I became very excited when I saw that Mary Poppins makes appearances in UK Epcot, but strangely no one else was very enthused about meeting the legendary nanny, so we moved on and I dragged my feet until I had to swoop in and stop one of the older boys from turning one of the others into a punching bag.

I’ll meet you someday, Mary Poppins.


We didn’t really have Fast Passes for much that day, except for the fireworks show at the end, but Mr. Parent apparently had a good idea of where we were going and directed us accordingly towards “The Land.” I had never been to Epcot (does Disneyland have an Epcot equivalent? I can’t remember), so I followed blindly in The Family’s wake.

Look! Hot air balloons! That is all.

We attempted to stand in line for Soarin’ Around the World, which is a hang-gliding simulator that apparently everybody in Epcot is trying to experience at once, but we gave up when it was agreed that Mrs. Parent and at least two boys would throw up on the ride due to motion sickness. Instead, we made for the decidedly less busy “Living with the Land” ride, which is a gentle boat ride through sets of the earth and a real greenhouse.


It featured this scene, which made me feel like I was on the set of a episode of Star Trek: The Original Series. All alien planets look like this.

What we did have a Fast Pass for was a Finding Nemo ride I cannot quite recall the name of, and it was generally all right. I was quite ambivalent to it, which must have been how the entirety of The Family was feeling for most of the vacation.

It did have some really neat fake jellyfish in it, which I found nifty because some (real) jellyfish were one of the first things I ever photographed, when I was around the same age as the children I take care of now. I love my jellyfish.
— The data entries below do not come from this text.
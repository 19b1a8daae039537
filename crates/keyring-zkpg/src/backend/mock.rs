//! # Mock Proving Backend
//!
//! A deterministic, transparent prover for development and testing. Proof
//! coordinates are SHA-256 digests of the circuit fingerprint and the
//! canonical witness inputs.
//!
//! ## How It Works
//!
//! ```text
//! coord_i = SHA256( fingerprint || canonical(inputs) || i ) with the top 3 bits cleared
//! ```
//!
//! Clearing the top bits keeps every coordinate below the BN254 base field
//! modulus, so the output has the same shape as a real snarkjs proof.
//!
//! Public signals are the inputs the authorisation scheme marked public,
//! read back in signal order.
//!
//! ## Security Warning
//!
//! **NOT PRIVATE.** Anyone can recompute the proof from the inputs.

use async_trait::async_trait;
use num_bigint::BigUint;
use serde_json::Value;
use sha2::{Digest, Sha256};

use super::ProvingBackend;
use crate::circuit::{CircuitSetup, FullProveOutput, Groth16Proof, WitnessInputs};
use crate::error::ProvingError;

/// Deterministic SHA-256 prover.
#[derive(Debug, Clone, Default)]
pub struct MockProvingBackend {
    empty: bool,
}

impl MockProvingBackend {
    /// Prover producing proofs.
    pub fn new() -> Self {
        Self::default()
    }

    /// Prover that runs but never yields a proof.
    pub fn empty() -> Self {
        Self { empty: true }
    }

    fn coordinate(seed: &[u8], index: u8) -> String {
        let mut hasher = Sha256::new();
        hasher.update(seed);
        hasher.update([index]);
        let mut digest: [u8; 32] = hasher.finalize().into();
        digest[0] &= 0x1f;
        BigUint::from_bytes_be(&digest).to_string()
    }
}

#[async_trait]
impl ProvingBackend for MockProvingBackend {
    fn name(&self) -> &'static str {
        "mock"
    }

    async fn full_prove(
        &self,
        setup: &CircuitSetup,
        inputs: &WitnessInputs,
    ) -> Result<Option<FullProveOutput>, ProvingError> {
        let public_signals = inputs
            .public_names()
            .map(|name| match inputs.get(name) {
                Some(Value::String(v)) => Ok(v.clone()),
                _ => Err(ProvingError::Witness(format!("missing scalar input {name}"))),
            })
            .collect::<Result<Vec<_>, _>>()?;
        if public_signals.is_empty() {
            return Err(ProvingError::Witness("no public inputs".into()));
        }

        if self.empty {
            return Ok(None);
        }

        // serde_json maps are sorted, so this is canonical.
        let canonical = serde_json::to_vec(inputs.as_map())
            .map_err(|e| ProvingError::Witness(format!("failed to serialize inputs: {e}")))?;
        let mut seed = setup.fingerprint().into_bytes();
        seed.extend_from_slice(&canonical);

        let c = |i| Self::coordinate(&seed, i);
        let proof = Groth16Proof {
            pi_a: vec![c(0), c(1), "1".into()],
            pi_b: vec![vec![c(2), c(3)], vec![c(4), c(5)], vec!["1".into(), "0".into()]],
            pi_c: vec![c(6), c(7), "1".into()],
            protocol: "groth16".into(),
            curve: "bn128".into(),
        };
        tracing::debug!(backend = self.name(), "mock proof generated");
        Ok(Some(FullProveOutput {
            proof,
            public_signals,
        }))
    }
}

#[cfg(test)]
mod tests {
    use super::*;
    use crate::artifacts::ZkArtifacts;
    use std::sync::Arc;

    fn setup(z_key: &[u8]) -> CircuitSetup {
        CircuitSetup::new(Arc::new(ZkArtifacts {
            z_key: z_key.to_vec(),
            wasm: b"wasm".to_vec(),
            symbol_map: serde_json::json!({}),
        }))
    }

    fn inputs(blinded: u64) -> WitnessInputs {
        let mut inputs = WitnessInputs::default();
        inputs.public_scalar("blindedMessage", &blinded.into());
        inputs.public_scalar("trader", &170u64.into());
        inputs.public_scalar("policyId", &7u64.into());
        inputs.scalar("trapdoor", &42u64.into());
        inputs
    }

    #[tokio::test]
    async fn proof_is_deterministic_and_bound_to_inputs() {
        let backend = MockProvingBackend::new();
        let prove = |z_key: &'static [u8], blinded| {
            let backend = backend.clone();
            async move {
                backend
                    .full_prove(&setup(z_key), &inputs(blinded))
                    .await
                    .unwrap()
                    .unwrap()
            }
        };
        let a = prove(b"zk", 5).await;
        let b = prove(b"zk", 5).await;
        let c = prove(b"zk", 6).await;
        let d = prove(b"other", 5).await;
        assert_eq!(a, b);
        assert_ne!(a.proof, c.proof);
        assert_ne!(a.proof, d.proof);
        assert_eq!(a.public_signals, vec!["5", "170", "7"]);
    }

    #[tokio::test]
    async fn coordinates_fit_the_field() {
        let out = MockProvingBackend::new()
            .full_prove(&setup(b"zk"), &inputs(5))
            .await
            .unwrap()
            .unwrap();
        let bound = BigUint::from(1u8) << 253;
        for coord in out.proof.pi_a.iter().chain(out.proof.pi_c.iter()) {
            assert!(coord.parse::<BigUint>().unwrap() < bound);
        }
    }

    #[tokio::test]
    async fn inputs_without_public_signals_are_a_witness_error() {
        // Deserialized inputs carry no public markers.
        let bare: WitnessInputs =
            serde_json::from_value(serde_json::json!({"trader": "1"})).unwrap();
        let err = MockProvingBackend::new()
            .full_prove(&setup(b"zk"), &bare)
            .await
            .unwrap_err();
        assert!(matches!(err, ProvingError::Witness(_)));
    }

    #[tokio::test]
    async fn empty_mode_yields_nothing() {
        let out = MockProvingBackend::empty()
            .full_prove(&setup(b"zk"), &inputs(5))
            .await
            .unwrap();
        assert!(out.is_none());
    }
}
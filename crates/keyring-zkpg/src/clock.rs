//! # Time Sources
//!
//! Credential expiry is anchored to the backend clock, read from the `Date`
//! header of a cheap public endpoint. When that is disabled or unavailable,
//! local time minus a safety buffer is used instead.

use async_trait::async_trait;
use keyring_core::temporal::{buffered_now_ms, parse_http_date};

/// A source of the current time in unix milliseconds.
#[async_trait]
pub trait ServerClock: Send + Sync {
    /// Current time, or `None` when the source is unavailable.
    async fn now_ms(&self) -> Option<u64>;
}

/// Local time minus a fixed buffer.
#[derive(Debug, Clone, Copy)]
pub struct LocalClock {
    buffer_ms: u64,
}

impl LocalClock {
    /// Clock lagging local time by `buffer_ms`.
    pub fn new(buffer_ms: u64) -> Self {
        Self { buffer_ms }
    }
}

#[async_trait]
impl ServerClock for LocalClock {
    async fn now_ms(&self) -> Option<u64> {
        Some(buffered_now_ms(self.buffer_ms))
    }
}

/// Backend time from the HTTP `Date` header.
#[derive(Debug, Clone)]
pub struct HttpServerClock {
    client: reqwest::Client,
    endpoint: String,
}

impl HttpServerClock {
    /// Clock reading `endpoint`.
    pub fn new(client: reqwest::Client, endpoint: impl Into<String>) -> Self {
        Self {
            client,
            endpoint: endpoint.into(),
        }
    }
}

#[async_trait]
impl ServerClock for HttpServerClock {
    async fn now_ms(&self) -> Option<u64> {
        let resp = match self.client.get(&self.endpoint).send().await {
            Ok(resp) => resp,
            Err(e) => {
                tracing::warn!(endpoint = %self.endpoint, error = %e, "server time request failed");
                return None;
            }
        };
        let header = resp
            .headers()
            .get(reqwest::header::DATE)
            .and_then(|v| v.to_str().ok());
        match header.and_then(parse_http_date) {
            Some(ms) => Some(ms),
            None => {
                tracing::debug!(
                    endpoint = %self.endpoint,
                    "no usable server date, defaulting to client time"
                );
                None
            }
        }
    }
}

/// Server time with local fallback.
pub(crate) async fn resolve_now_ms(server: Option<&dyn ServerClock>, fallback: &LocalClock) -> u64 {
    if let Some(server) = server {
        if let Some(ms) = server.now_ms().await {
            return ms;
        }
    }
    buffered_now_ms(fallback.buffer_ms)
}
The end of the ride left us in the aquarium I did not know Epcot had, much to my delight. I love aquariums and I could have spent all day there. Except for, you know, the job.

Instead, we moved the bickering party to lunch, and then to the grand Walt Disney golf ball.

Look how tiny the people are!

The inside of the golf ball is a ride that takes you through history, from Neanderthals to the Modern Day (of 1960-something). When you first get into your car you are presented with a little touch screen that prompts you to select your language. Figuring it would display subtitles in French, I so intelligently thought to select that despite my only passing knowledge of the language.

Naturally, the entire tour was given to me in French and I have essentially no idea what was being said. I choose to believe it let me enjoy the visuals more.

It left me more time to be the obnoxious person taking pictures with their phone on the ride.


My favorite time, right here.


Ah, here we are in the Modern Age of science and mini-skirts.

At the end of the ride, the screen before you lights up again and lets you “choose your future” out of a number of options on the screen. What you select combines at the end to give you your simulated Jetsons-style future. I knew just enough French to select the things I wanted most out of life.


These things were a treehouse. I also had a garden somewhere. I guess it was on the ground, away from the trees. This seems impractical.


The likeness is uncanny.

Epcot really is a beautiful testament to what humanity has done. (The ambitious, motivated people at any rate. Strangely, they make no time for my kind, the lazy sloths of the world.)

After this, we dragged the already exhausted children back to the hotel for a bath and to put them in long sleeves, and then took them out again because no one really needs sleep to experience the 9:00 Epcot fireworks and light show.

I took no pictures of this. There was no point, really. You can find better pictures online, and it wouldn’t have translated well anyway. I rarely get swept up in things, but this was utterly, wonderfully spectacular. After an inspiriational Epcot day, nothing made me feel more like I could get out and do anything than finishing it off with a light show of such magnitude. (Naturally, this motivation faded the moment I realized I had to get several extremely over-tired children back to the hotel.)

Thoroughly exhausted myself, when we were back on hotel property I extracted myself from The Family (after 10:00 PM I usually feel I can excuse myself from nannying by way of looking as though I might faint), and wandered around the Boardwalk for a little while in an attempt to regain a little sanity.

As I wandered through the gift shop, a doll caught my eye.


For those of you who don’t know (hi Mom and Dad), this is Anna from the movie Frozen. I’m not a terribly big fan of Frozen. It’s a good movie, sure. I’ve seen it a couple times. The only thing that ever really stuck with me, however, is that Anna has natural red hair and blue eyes, and in having those she looks the most like me out of all the Disney princesses.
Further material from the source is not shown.